Da Nang, Vietnam was in the news today. The supercarrier USS Carl Vinson and some of her escorts were visiting the harbor, guests of the Vietnamese government. Vietnam and China have always been historical enemies, and the Vietnamese are now courting us as allies, hoping our presence in the area will serve as a counter to Chinese muscle-flexing in the S China Sea. Contrary to the Domino Theory of the 1960s, Vietnam has not occupied any of her neighbors, although she has fought, and won, a war with the PRC, and frustrated Chinese meddling in Cambodia and Laos. Makes you wonder why we spent so much blood and treasure there, eh? All for nothing. Its pretty safe to say now we were fighting on the wrong side all along.
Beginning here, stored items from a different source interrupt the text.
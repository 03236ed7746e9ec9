// III-IV
// Copyright 2023 Julio Merino
//
// Licensed under the Apache License, Version 2.0 (the "License"); you may not
// use this file except in compliance with the License.  You may obtain a copy
// of the License at:
//
//     http://www.apache.org/licenses/LICENSE-2.0
//
// Unless required by applicable law or agreed to in writing, software
// distributed under the License is distributed on an "AS IS" BASIS, WITHOUT
// WARRANTIES OR CONDITIONS OF ANY KIND, either express or implied.  See the
// License for the specific language governing permissions and limitations
// under the License.

//! Operations on one campground.

use crate::db;
use crate::driver::{Driver, or_not_found};
use crate::model::*;
use campgrounds_core::driver::DriverResult;
use log::info;

impl Driver {
    /// Gets the campground `id` without its reviews.
    pub(crate) async fn get_campground(self, id: CampgroundId) -> DriverResult<Campground> {
        or_not_found(db::get_campground(&mut self.db.ex().await?, id).await, "Campground")
    }

    /// Gets the campground `id` along with all of its reviews, in the order in which they were
    /// posted.
    pub(crate) async fn get_campground_with_reviews(
        self,
        id: CampgroundId,
    ) -> DriverResult<(Campground, Vec<Review>)> {
        let mut tx = self.db.begin().await?;
        let campground = or_not_found(db::get_campground(tx.ex(), id).await, "Campground")?;
        let reviews = db::get_campground_reviews(tx.ex(), id).await?;
        tx.commit().await?;
        Ok((campground, reviews))
    }

    /// Replaces the contents of the existing campground `id` with `data`.
    pub(crate) async fn update_campground(
        self,
        id: CampgroundId,
        data: CampgroundData,
    ) -> DriverResult<Campground> {
        let mut tx = self.db.begin().await?;
        let campground =
            or_not_found(db::update_campground(tx.ex(), id, data).await, "Campground")?;
        tx.commit().await?;
        Ok(campground)
    }

    /// Deletes the campground `id`.  Its reviews are left behind without an owner.
    pub(crate) async fn delete_campground(self, id: CampgroundId) -> DriverResult<()> {
        let mut tx = self.db.begin().await?;
        or_not_found(db::delete_campground(tx.ex(), id).await, "Campground")?;
        tx.commit().await?;
        info!("Deleted campground {}", id);
        Ok(())
    }
}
I was in Da Nang Harbor 50 years ago. I never went ashore, my ship anchored in the harbor and the officers went on the beach for briefings. We spent an edgy night there, with big floodlights rigged around the ship while we marched around the decks carrying loaded M-1s (the Navy always gets the Army’s castaways!). We had been warned that Viet Cong swimmers might try to place mines on our hull, and we had orders to shoot or drop concussion grenades on anything moving in the water. I was more afraid of the mountains looming darkly across the bay, we must have stuck out plainly all lit up like that, and we were within easy mortar range of the beach.
An old college buddy of mine was stationed at the shore facility there, and we had corresponded on my way over from Norfolk. He came to visit me, on the launch that ferried supplies and personnel back and forth between Dewey and the beach. I was just a Seaman, and he was an Ensign, so I had to salute him when we met! That’s all I remember, I don’t even recall his name.
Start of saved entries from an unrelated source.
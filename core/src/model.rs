// III-IV
// Copyright 2023 Julio Merino
//
// Licensed under the Apache License, Version 2.0 (the "License"); you may not
// use this file except in compliance with the License.  You may obtain a copy
// of the License at:
//
//     http://www.apache.org/licenses/LICENSE-2.0
//
// Unless required by applicable law or agreed to in writing, software
// distributed under the License is distributed on an "AS IS" BASIS, WITHOUT
// WARRANTIES OR CONDITIONS OF ANY KIND, either express or implied.  See the
// License for the specific language governing permissions and limitations
// under the License.

//! Generic data types shared by all services.
//!
//! Services should define their own `model` module with the high-level types of their domain,
//! relying on `ModelError` to report invalid values.  Constructors of model types validate their
//! input so that, once built, a value is known to be well-formed.

/// Error type for validation failures in model types.
#[derive(Debug, PartialEq, thiserror::Error)]
#[error("{0}")]
pub struct ModelError(pub String);

/// Result type for this module.
pub type ModelResult<T> = Result<T, ModelError>;
// III-IV
// Copyright 2023 Julio Merino
//
// Licensed under the Apache License, Version 2.0 (the "License"); you may not
// use this file except in compliance with the License.  You may obtain a copy
// of the License at:
//
//     http://www.apache.org/licenses/LICENSE-2.0
//
// Unless required by applicable law or agreed to in writing, software
// distributed under the License is distributed on an "AS IS" BASIS, WITHOUT
// WARRANTIES OR CONDITIONS OF ANY KIND, either express or implied.  See the
// License for the specific language governing permissions and limitations
// under the License.

//! Test utilities for the REST API.

use crate::db;
use crate::driver::Driver;
use crate::model::*;
use crate::rest::app;
use axum::Router;
use campgrounds_core::db::{Db, DbError};
use std::sync::Arc;

/// State of a running test.
pub(crate) struct TestContext {
    /// The database backing the app, for direct access to its contents.
    db: Arc<dyn Db + Send + Sync>,

    /// The app under test.
    app: Router,
}

impl TestContext {
    /// Initializes the app using an in-memory database.
    pub(crate) async fn setup() -> Self {
        let db = Arc::new(campgrounds_core::db::sqlite::testutils::setup().await);
        db::init_schema(&mut db.ex().await.unwrap()).await.unwrap();
        let driver = Driver::new(db.clone());
        let app = app(driver);
        Self { db, app }
    }

    /// Gets a clone of the app router.
    pub(crate) fn app(&self) -> Router {
        self.app.clone()
    }

    /// Consumes the context and transforms it into the app router.
    pub(crate) fn into_app(self) -> Router {
        self.app
    }

    /// Creates a campground titled `title` by directly modifying the backing database.
    pub(crate) async fn create_campground(&self, title: &str) -> Campground {
        let data = CampgroundData::new(
            title.to_owned(),
            format!("{} location", title),
            Price::new(30.0).unwrap(),
            format!("{} description", title),
            format!("https://example.com/{}.jpg", title),
        );
        db::create_campground(&mut self.db.ex().await.unwrap(), data).await.unwrap()
    }

    /// Creates a review and attaches it to `campground_id` by directly modifying the backing
    /// database.
    pub(crate) async fn create_review(
        &self,
        campground_id: CampgroundId,
        body: &str,
        rating: i64,
    ) -> Review {
        let mut ex = self.db.ex().await.unwrap();
        let data = ReviewData::new(body.to_owned(), Rating::new(rating).unwrap());
        let review = db::create_review(&mut ex, data).await.unwrap();
        db::attach_review(&mut ex, campground_id, *review.id()).await.unwrap();
        review
    }

    /// Gets the campground `id` from the database, if it exists.
    pub(crate) async fn get_campground(&self, id: CampgroundId) -> Option<Campground> {
        match db::get_campground(&mut self.db.ex().await.unwrap(), id).await {
            Ok(campground) => Some(campground),
            Err(DbError::NotFound) => None,
            Err(e) => panic!("{:?}", e),
        }
    }

    /// Gets all campgrounds in the database.
    pub(crate) async fn get_campgrounds(&self) -> Vec<Campground> {
        db::get_campgrounds(&mut self.db.ex().await.unwrap()).await.unwrap()
    }

    /// Gets the reviews attached to the campground `id`.
    pub(crate) async fn get_campground_reviews(&self, id: CampgroundId) -> Vec<Review> {
        db::get_campground_reviews(&mut self.db.ex().await.unwrap(), id).await.unwrap()
    }

    /// Gets all reviews in the database, attached or not.
    pub(crate) async fn get_reviews(&self) -> Vec<Review> {
        db::get_reviews(&mut self.db.ex().await.unwrap()).await.unwrap()
    }
}

/// Builds the fields of a complete campground form with the given `title` and `price`.
pub(crate) fn campground_form(title: &str, price: &str) -> Vec<(String, String)> {
    vec![
        ("campground[title]".to_owned(), title.to_owned()),
        ("campground[location]".to_owned(), format!("{} location", title)),
        ("campground[price]".to_owned(), price.to_owned()),
        ("campground[description]".to_owned(), format!("{} description", title)),
        ("campground[image]".to_owned(), format!("https://example.com/{}.jpg", title)),
    ]
}

/// Builds the fields of a campground form with `field` removed.
pub(crate) fn campground_form_without(field: &str) -> Vec<(String, String)> {
    let key = format!("campground[{}]", field);
    campground_form("Incomplete", "10").into_iter().filter(|(k, _)| *k != key).collect()
}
Only one other memory remains of my Da Nang visit. I remember a sea wall, or jetty, made of up big heaps of rip-rap, covered with spray-painted graffiti. GIs were swimming off of it.
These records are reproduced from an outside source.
// III-IV
// Copyright 2023 Julio Merino
//
// Licensed under the Apache License, Version 2.0 (the "License"); you may not
// use this file except in compliance with the License.  You may obtain a copy
// of the License at:
//
//     http://www.apache.org/licenses/LICENSE-2.0
//
// Unless required by applicable law or agreed to in writing, software
// distributed under the License is distributed on an "AS IS" BASIS, WITHOUT
// WARRANTIES OR CONDITIONS OF ANY KIND, either express or implied.  See the
// License for the specific language governing permissions and limitations
// under the License.

//! Generic abstraction to access the database.
//!
//! Services do not talk to sqlx pools directly.  Instead, they receive a `Db` handle that is
//! opened once at startup, injected into their `Driver`, and closed on shutdown.  Persistence
//! operations are then written as free functions that take an `Executor`, which may be backed
//! by a pooled connection or by an open transaction.

use crate::model::ModelError;
use async_trait::async_trait;

pub mod sqlite;

/// Database errors.  Any unexpected errors that come from the database are classified as
/// `BackendError`, but errors we know about have more specific types.
#[derive(Debug, thiserror::Error, PartialEq)]
pub enum DbError {
    /// Indicates that a request to create an entry failed because it already exists.
    #[error("Already exists")]
    AlreadyExists,

    /// Catch-all error type for unexpected database errors.
    #[error("Database error: {0}")]
    BackendError(String),

    /// Indicates a failure processing the data that already exists in the database.
    #[error("Data integrity error: {0}")]
    DataIntegrityError(String),

    /// Indicates that a requested entry does not exist.
    #[error("Entity not found")]
    NotFound,

    /// Indicates that the database is not available (maybe because of too many active concurrent
    /// connections).
    #[error("Unavailable")]
    Unavailable,
}

impl From<ModelError> for DbError {
    fn from(e: ModelError) -> Self {
        DbError::DataIntegrityError(e.to_string())
    }
}

/// Result type for this module.
pub type DbResult<T> = Result<T, DbError>;

/// A database executor.
///
/// Users of this type are forced to destructure it to reach the typed connection of the backend
/// in use, which is what sqlx needs to offer type safety guarantees.
///
/// Note that this can wrap an executor that talks directly to a pool or to an open transaction.
pub enum Executor {
    /// A SQLite executor that can be used in `sqlx` operations.
    Sqlite(sqlite::SqliteExecutor),
}

/// A wrapper for a database executor backed by an open transaction.
pub struct TxExecutor(Executor);

impl TxExecutor {
    /// Returns the executor wrapped by this transaction.
    ///
    /// This would be better called `executor` but this method is used so frequently that it makes
    /// call sites too verbose.
    pub fn ex(&mut self) -> &mut Executor {
        &mut self.0
    }

    /// Commits the transaction.
    pub async fn commit(self) -> DbResult<()> {
        match self.0 {
            Executor::Sqlite(e) => e.commit().await,
        }
    }

    /// Rolls back the transaction and waits for the rollback to complete.
    ///
    /// Dropping the executor also rolls back, but does so in the background: use this when the
    /// caller must observe the rolled back state right away.
    pub async fn rollback(self) -> DbResult<()> {
        match self.0 {
            Executor::Sqlite(e) => e.rollback().await,
        }
    }
}

/// Abstraction over the database connection.
#[async_trait]
pub trait Db {
    /// Obtains an executor for direct access to the pool.
    ///
    /// This would be better called `executor` but this method is used so frequently that it makes
    /// call sites too verbose.
    async fn ex(&self) -> DbResult<Executor>;

    /// Begins a transaction.
    ///
    /// It is the responsibility of the caller to call `commit` on the returned executor.  Otherwise
    /// the transaction is rolled back on drop.
    async fn begin(&self) -> DbResult<TxExecutor>;

    /// Closes the connection to the database.  Any further use of the database fails.
    async fn close(&self);
}

/// Macros to help instantiate tests for multiple database setups.
#[cfg(any(test, feature = "testutils"))]
pub mod testutils {
    pub use paste::paste;

    /// Instantiates the `module::name` test for the database configured by `setup`.
    ///
    /// The `extra` metadata parameter can be used to tag the generated tests.
    #[macro_export]
    macro_rules! generate_one_test [
        ( $name:ident, $setup:expr, $module:path $(, #[$extra:meta] )? ) => {
            #[tokio::test]
            $(#[$extra])?
            async fn $name() {
                $crate::db::testutils::paste! {
                    $module :: [< $name >]($setup).await;
                }
            }
        }
    ];

    pub use generate_one_test;

    /// Instantiates a collection of tests for a specific database system.
    ///
    /// The database implementation to run the tests against is determined by the `setup`
    /// expression, which needs to return a database object.  The returned database should also
    /// have been initialized with the desired schema.
    ///
    /// The `extra` metadata parameter can be used to tag the generated tests.
    #[macro_export]
    macro_rules! generate_tests [
        ( #[$extra:meta], $setup:expr, $module:path $(, $name:ident)+ ) => {
            $(
                $crate::db::testutils::generate_one_test!($name, $setup, $module, #[$extra]);
            )+
        };

        ( $setup:expr, $module:path $(, $name:ident)+ ) => {
            $(
                $crate::db::testutils::generate_one_test!($name, $setup, $module);
            )+
        };
    ];

    pub use generate_tests;
}

#[cfg(test)]
mod tests {
    use super::*;
    use sqlx::Row;
    use std::sync::Arc;

    /// Runs a `query` on `ex` and does not care about its results.
    pub(super) async fn exec(ex: &mut Executor, query: &str) -> DbResult<()> {
        match ex {
            Executor::Sqlite(ex) => {
                let _result = sqlx::query(query).execute(ex.conn()).await.unwrap();
            }
        }
        Ok(())
    }

    /// Runs a `query` on `ex` that fetches a single row with an `i64` value on `column` and returns
    /// that value.
    async fn query_i64(ex: &mut Executor, column: &str, query: &str) -> i64 {
        match ex {
            Executor::Sqlite(ex) => {
                let row = sqlx::query(query).fetch_one(ex.conn()).await.unwrap();
                row.try_get(column).unwrap()
            }
        }
    }

    pub(super) async fn test_direct_execution(db: Arc<dyn Db + Send + Sync>) {
        exec(&mut db.ex().await.unwrap(), "CREATE TABLE test (i INTEGER)").await.unwrap();
        exec(&mut db.ex().await.unwrap(), "INSERT INTO test (i) VALUES (3)").await.unwrap();
        assert_eq!(
            1,
            query_i64(&mut db.ex().await.unwrap(), "count", "SELECT COUNT(*) AS count FROM test")
                .await
        );
    }

    pub(super) async fn test_tx_commit(db: Arc<dyn Db + Send + Sync>) {
        exec(&mut db.ex().await.unwrap(), "CREATE TABLE test (i INTEGER)").await.unwrap();

        let mut tx = db.begin().await.unwrap();
        exec(tx.ex(), "INSERT INTO test (i) VALUES (3)").await.unwrap();
        exec(tx.ex(), "INSERT INTO test (i) VALUES (4)").await.unwrap();
        tx.commit().await.unwrap();

        assert_eq!(
            2,
            query_i64(&mut db.ex().await.unwrap(), "count", "SELECT COUNT(*) AS count FROM test")
                .await
        );
    }

    pub(super) async fn test_tx_rollback(db: Arc<dyn Db + Send + Sync>) {
        exec(&mut db.ex().await.unwrap(), "CREATE TABLE test (i INTEGER)").await.unwrap();

        let mut tx = db.begin().await.unwrap();
        exec(tx.ex(), "INSERT INTO test (i) VALUES (3)").await.unwrap();
        tx.rollback().await.unwrap();

        assert_eq!(
            0,
            query_i64(&mut db.ex().await.unwrap(), "count", "SELECT COUNT(*) AS count FROM test")
                .await
        );
    }

    pub(super) async fn test_multiple_txs(db: Arc<dyn Db + Send + Sync>) {
        let tx1 = db.begin().await.unwrap();
        let tx2 = db.begin().await.unwrap();
        tx1.commit().await.unwrap();
        tx2.commit().await.unwrap();
    }

    pub(super) async fn test_close(db: Arc<dyn Db + Send + Sync>) {
        db.close().await;
        assert!(db.ex().await.is_err());
    }

    /// Instantiates the generic database tests against the database returned by `setup`.
    #[macro_export]
    macro_rules! generate_db_tests [
        ( $setup:expr $(, #[$extra:meta])? ) => {
            $crate::db::testutils::generate_tests!(
                $( #[$extra], )?
                $setup,
                $crate::db::tests,
                test_direct_execution,
                test_tx_commit,
                test_tx_rollback,
                test_multiple_txs,
                test_close
            );
        }
    ];

    pub(super) use generate_db_tests;
}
I encountered Vinson on San Francisco Bay about 20 years later. She was anchored off Hunter’s point, probably waiting for a berth across the Bay at NAS Alameda, and I sailed my MacGregor alongside her to take a look. But when I got there, she was hosing off her anchor chain and getting underway, and suddenly I found myself playing tag with one of the biggest ships in the world–in a 22 foot sloop. She was so big I was having trouble finding enough wind to maneuver in her lee. I was forced to cut across her bows so close I could not see her bridge windows (which meant her captain couldn’t see me at all!).